• Work task
Look through the material below. Copy every line with the string "content" in it.
**** Recorded information ****
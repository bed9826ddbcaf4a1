//! Flex Containers: container properties and native enums
//! Spec: <https://www.w3.org/TR/css-flexbox-1/#flex-containers>
//!
//! Discriminants are the engine's native numeric constants. They do not follow
//! CSS declaration order; callers speaking another vocabulary must translate.

/// Spec: <https://www.w3.org/TR/css-flexbox-1/#flex-direction-property>
#[repr(u8)]
#[derive(Copy, Clone, Debug, Default, Eq, PartialEq, Hash)]
pub enum FlexDirection {
    Column = 0,
    ColumnReverse = 1,
    #[default]
    Row = 2,
    RowReverse = 3,
}

/// Spec: <https://www.w3.org/TR/css-flexbox-1/#flex-wrap-property>
#[repr(u8)]
#[derive(Copy, Clone, Debug, Default, Eq, PartialEq, Hash)]
pub enum FlexWrap {
    #[default]
    NoWrap = 0,
    Wrap = 1,
    WrapReverse = 2,
}

/// Spec: <https://www.w3.org/TR/css-flexbox-1/#justify-content-property>
#[repr(u8)]
#[derive(Copy, Clone, Debug, Default, Eq, PartialEq, Hash)]
pub enum Justify {
    #[default]
    FlexStart = 0,
    Center = 1,
    FlexEnd = 2,
    SpaceBetween = 3,
    SpaceAround = 4,
    SpaceEvenly = 5,
}

/// Shared alignment constant for `align-items`, `align-self` and `align-content`.
///
/// `Auto` is only meaningful for `align-self`; the `Space*` values only for `align-content`.
#[repr(u8)]
#[derive(Copy, Clone, Debug, Default, Eq, PartialEq, Hash)]
pub enum Align {
    #[default]
    Auto = 0,
    FlexStart = 1,
    Center = 2,
    FlexEnd = 3,
    Stretch = 4,
    Baseline = 5,
    SpaceBetween = 6,
    SpaceAround = 7,
    SpaceEvenly = 8,
}

/// Positioning scheme of a node.
#[repr(u8)]
#[derive(Copy, Clone, Debug, Default, Eq, PartialEq, Hash)]
pub enum PositionType {
    /// In flow; insets are ignored.
    #[default]
    Static = 0,
    /// In flow; insets shift the box after layout.
    Relative = 1,
    /// Out of flow; positioned against the parent's padding box.
    Absolute = 2,
}

/// Whether the node takes part in layout at all.
#[repr(u8)]
#[derive(Copy, Clone, Debug, Default, Eq, PartialEq, Hash)]
pub enum Display {
    #[default]
    Flex = 0,
    None = 1,
}

/// Overflow behaviour, recorded for consumers that clip.
#[repr(u8)]
#[derive(Copy, Clone, Debug, Default, Eq, PartialEq, Hash)]
pub enum Overflow {
    #[default]
    Visible = 0,
    Hidden = 1,
    Scroll = 2,
}

/// Native edge constants. Physical edges come first, then logical and grouped edges.
///
/// Lookup precedence for a physical edge: the edge itself, then its logical alias
/// (`Start`/`End` map to left/right), then its axis group, then `All`.
#[repr(u8)]
#[derive(Copy, Clone, Debug, Eq, PartialEq, Hash)]
pub enum Edge {
    Left = 0,
    Top = 1,
    Right = 2,
    Bottom = 3,
    Start = 4,
    End = 5,
    Horizontal = 6,
    Vertical = 7,
    All = 8,
}

impl Edge {
    /// Number of edge slots stored per box-model property.
    pub const COUNT: usize = 9;

    /// Slot index of this edge.
    #[inline]
    pub const fn index(self) -> usize {
        self as usize
    }

    /// Edges consulted, in order, when resolving a physical edge.
    pub(crate) const fn lookup_chain(self) -> &'static [Self] {
        match self {
            Self::Left => &[Self::Left, Self::Start, Self::Horizontal, Self::All],
            Self::Right => &[Self::Right, Self::End, Self::Horizontal, Self::All],
            Self::Top => &[Self::Top, Self::Vertical, Self::All],
            Self::Bottom => &[Self::Bottom, Self::Vertical, Self::All],
            Self::Start => &[Self::Start, Self::Horizontal, Self::All],
            Self::End => &[Self::End, Self::Horizontal, Self::All],
            Self::Horizontal => &[Self::Horizontal, Self::All],
            Self::Vertical => &[Self::Vertical, Self::All],
            Self::All => &[Self::All],
        }
    }
}

/// Gap selector.
#[repr(u8)]
#[derive(Copy, Clone, Debug, Eq, PartialEq, Hash)]
pub enum Gutter {
    Column = 0,
    Row = 1,
    All = 2,
}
****
• Finished task
/// Spec: <https://www.w3.org/TR/css-flexbox-1/#justify-content-property>
/// Shared alignment constant for `align-items`, `align-self` and `align-content`.
/// `Auto` is only meaningful for `align-self`; the `Space*` values only for `align-content`.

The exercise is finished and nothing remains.